As your foot bears weight, your arch flattens, stretching the plantar fascia. Repeated flattening can inflame your plantar fascia. Repeated flattening can inflame your plantar fascia or tendons, break down joints, or weaken muscles. Wearing shoes with weak arch support or a worn-out midsole can make matters worse. Other contributing factors include flat feet, which can overstretch your plantar fascia; abnormal leg length, which causes the foot of your longer leg to flatten too much; being overweight; and running on hard or uneven surfaces.
With repeated up and down pounding, the pressure on your foot is concentrated on the ball of your foot, rather than spread over the entire foot. Your foot's tendons and muscles aren't able to absorb the extra stress coming up through your bones, so fractures or tendon injuries in your foot, ankle and calf can occur more easily. Being overweight increases the pressure, as does jumping on hard surfaces, over training or wearing stiff shoes or ones lacking support in the front.

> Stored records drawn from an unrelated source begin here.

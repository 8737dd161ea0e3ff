//! Human-readable listing of a directory tree.

use std::fs;
use std::path::{Path, PathBuf};

use crate::error::{PurgeError, Result};
use crate::logging::Logger;

const GIT_DIR: &str = ".git";

/// Render the tree below `root`, one entry per line.
///
/// Directories are listed before files and each group is sorted by name,
/// ignoring case. Symbolic links are shown but not descended into. A `.git`
/// directory is left out.
pub fn render_tree(root: &Path, log: &Logger) -> Result<String> {
    let mut out = String::new();
    if !root.exists() {
        log.warn_kv("Path does not exist", &[("path", &root.display())]);
        return Ok(out);
    }
    render_into(root, "", &mut out)?;
    Ok(out)
}

fn render_into(dir: &Path, prefix: &str, out: &mut String) -> Result<()> {
    let entries = sorted_entries(dir)?;
    let last = entries.len().saturating_sub(1);

    for (index, (path, name, is_dir)) in entries.iter().enumerate() {
        let is_last = index == last;
        out.push_str(prefix);
        out.push_str(if is_last { "└── " } else { "├── " });
        out.push_str(name);
        out.push('\n');

        if *is_dir {
            let child_prefix = format!("{prefix}{}", if is_last { "    " } else { "│   " });
            render_into(path, &child_prefix, out)?;
        }
    }

    Ok(())
}

fn sorted_entries(dir: &Path) -> Result<Vec<(PathBuf, String, bool)>> {
    let io_error = |source| PurgeError::IoError {
        path: dir.to_path_buf(),
        source,
    };

    let mut entries = Vec::new();
    for entry in fs::read_dir(dir).map_err(io_error)? {
        let entry = entry.map_err(io_error)?;
        let is_dir = entry.file_type().map_err(io_error)?.is_dir();
        let name = entry.file_name().to_string_lossy().into_owned();
        if is_dir && name == GIT_DIR {
            continue;
        }
        entries.push((entry.path(), name, is_dir));
    }

    entries.sort_by(|a, b| {
        b.2.cmp(&a.2)
            .then_with(|| a.1.to_lowercase().cmp(&b.1.to_lowercase()))
    });
    Ok(entries)
}

#[cfg(test)]
mod tests {
    use tempfile::TempDir;

    use super::*;

    #[test]
    fn test_render_tree_layout() {
        let temp = TempDir::new().unwrap();
        let root = temp.path();
        fs::create_dir_all(root.join("src/app")).unwrap();
        fs::create_dir_all(root.join("Docs")).unwrap();
        fs::write(root.join("src/app/main.py"), "").unwrap();
        fs::write(root.join("src/README.md"), "").unwrap();
        fs::write(root.join("b.txt"), "").unwrap();
        fs::write(root.join("A.txt"), "").unwrap();

        let tree = render_tree(root, &Logger::silent()).unwrap();
        let expected = "\
├── Docs
├── src
│   ├── app
│   │   └── main.py
│   └── README.md
├── A.txt
└── b.txt
";
        assert_eq!(tree, expected);
    }

    #[test]
    fn test_git_directory_is_not_listed() {
        let temp = TempDir::new().unwrap();
        fs::create_dir_all(temp.path().join(".git/objects/ab")).unwrap();
        fs::write(temp.path().join(".gitignore"), "").unwrap();
        fs::write(temp.path().join("main.rs"), "").unwrap();

        let tree = render_tree(temp.path(), &Logger::silent()).unwrap();
        assert_eq!(tree, "├── .gitignore\n└── main.rs\n");
    }

    #[test]
    fn test_missing_root_renders_nothing() {
        let temp = TempDir::new().unwrap();
        let tree = render_tree(&temp.path().join("absent"), &Logger::silent()).unwrap();
        assert!(tree.is_empty());
    }
}
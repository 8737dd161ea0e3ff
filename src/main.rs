//! # scaffold-purge CLI
//!
//! Trims a generated project scaffold down to the files one variant needs.
//!
//! ## Commands
//!
//! - **purge**: Classify the project against a variant manifest and delete
//!   everything that is neither kept nor protected
//! - **check**: Validate a manifest and compile its patterns
//! - **tree**: Print a project's directory tree
//!
//! ## Quick Start
//!
//! ```bash
//! # Preview what a purge would remove
//! scaffold-purge purge PyFast --project-dir my-service --dry-run
//!
//! # Purge, keep the kafka service, and commit the result
//! scaffold-purge purge PyFast --project-dir my-service --service kafka --git
//! ```
//!
//! ## Environment Variables
//!
//! - `SCAFFOLD_PURGE_MANIFEST_DIR`: Manifest directory (default: ./manifests)
//! - `SCAFFOLD_PURGE_PROJECT_DIR`: Project to purge (default: .)
//! - `SCAFFOLD_PURGE_SERVICES`: Comma-separated services to keep
//! - `SCAFFOLD_PURGE_VERBOSE`: Enable verbose output
//! - `SCAFFOLD_PURGE_QUIET`: Silence all output except errors

use std::io::IsTerminal;

use scaffold_purge::cli::Cli;

fn main() -> miette::Result<()> {
    // Install miette's fancy panic and error report handler
    miette::set_panic_hook();

    // Configure miette handler based on terminal capabilities
    // This provides better error formatting for both TTY and non-TTY environments
    if std::io::stderr().is_terminal() {
        miette::set_hook(Box::new(|_| {
            Box::new(
                miette::GraphicalReportHandler::new()
                    .with_theme(miette::GraphicalTheme::unicode_nocolor())
                    .with_context_lines(3),
            )
        }))?;
    } else {
        // Use a simpler handler for non-TTY environments (CI, logs, etc.)
        miette::set_hook(Box::new(|_| {
            Box::new(
                miette::GraphicalReportHandler::new()
                    .with_theme(miette::GraphicalTheme::none())
                    .with_context_lines(0),
            )
        }))?;
    }

    // Parse command line arguments
    let cli = Cli::parse_args();

    // Execute the appropriate command
    let result = scaffold_purge::commands::execute(&cli);

    // Convert our error type to miette's Result
    result.map_err(Into::into)
}
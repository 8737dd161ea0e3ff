//! Implementation of scaffold-purge subcommands.
//!
//! `mod.rs` is a thin dispatcher; command logic lives in dedicated modules
//! (`purge`, `check`, `tree`).

use std::path::{Path, PathBuf};

use crate::cli::{Cli, Commands};
use crate::error::{PurgeError, Result};
use crate::logging::Logger;

pub(crate) mod check;
pub(crate) mod purge;
pub(crate) mod tree;

pub use check::check;
pub use purge::{PurgeCommand, PurgeCommandBuilder};
pub use tree::tree;


/// Execute commands based on the parsed CLI arguments.
pub fn execute(cli: &Cli) -> Result<()> {
    execute_with_dir(cli, None)
}

/// Execute commands with an explicit working directory.
///
/// Relative manifest and project paths are resolved against `working_dir`
/// (the process working directory when `None`).
pub fn execute_with_dir(cli: &Cli, working_dir: Option<&Path>) -> Result<()> {
    let quiet = cli.global_opts().quiet();
    let verbose = if quiet {
        0
    } else {
        cli.global_opts().verbose()
    };
    let log = Logger::new(verbose, quiet);

    let current_dir = if let Some(dir) = working_dir {
        dir.to_path_buf()
    } else {
        std::env::current_dir().map_err(|source| PurgeError::IoError {
            path: PathBuf::from("."),
            source,
        })?
    };

    let manifest_dir = resolve(&current_dir, cli.global_opts().manifest_dir());

    match cli.command() {
        Commands::Purge {
            variant,
            project_dir,
            services,
            dry_run,
            git,
            no_tree,
        } => {
            let project_dir = resolve(&current_dir, project_dir);
            PurgeCommand::builder()
                .manifest_dir(&manifest_dir)
                .variant(variant)
                .project_dir(&project_dir)
                .services(services)
                .dry_run(*dry_run)
                .git(*git)
                .print_tree(!*no_tree)
                .logger(log)
                .build()?
                .run()
        }
        Commands::Check { variant, services } => check(&manifest_dir, variant, services, &log),
        Commands::Tree { dir } => tree(&resolve(&current_dir, dir), &log),
    }
}

fn resolve(base: &Path, path: &Path) -> PathBuf {
    if path.is_absolute() {
        path.to_path_buf()
    } else {
        base.join(path)
    }
}
//! Check command implementation.

use std::path::Path;

use crate::error::Result;
use crate::logging::Logger;
use crate::purge::Specs;

/// Loads the variant's manifest and compiles every pattern.
///
/// Fails exactly where a purge would fail before touching the filesystem.
pub fn check(manifest_dir: &Path, variant: &str, services: &[String], log: &Logger) -> Result<()> {
    log.verbose(1, format!("Checking manifest for variant '{variant}'"));

    let specs = Specs::load(manifest_dir, variant, services, log)?;

    if !log.quiet() {
        let manifest = specs.manifest();
        eprintln!("Manifest OK: {}", manifest.variant());
        eprintln!("  Keep patterns: {}", specs.keep().len());
        eprintln!("  Protected patterns: {}", specs.protected().len());
        if !manifest.services().is_empty() {
            let names: Vec<&str> = manifest.services().keys().map(String::as_str).collect();
            eprintln!("  Services: {}", names.join(", "));
        }
    }

    Ok(())
}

When you make sudden sideways movements, your "tripod" of bones, your heal and first and fifth metatarsals, is thrown off balance. Because your joints are forced beyond their normal range of motion, ligaments and joints can be injured. Playing on an uneven surface is a set-up for this type of injury, as is wearing shoes with loose ankle support, worn our or the wrong size Other contributing factors include weak ankles, high arches, or fatigue.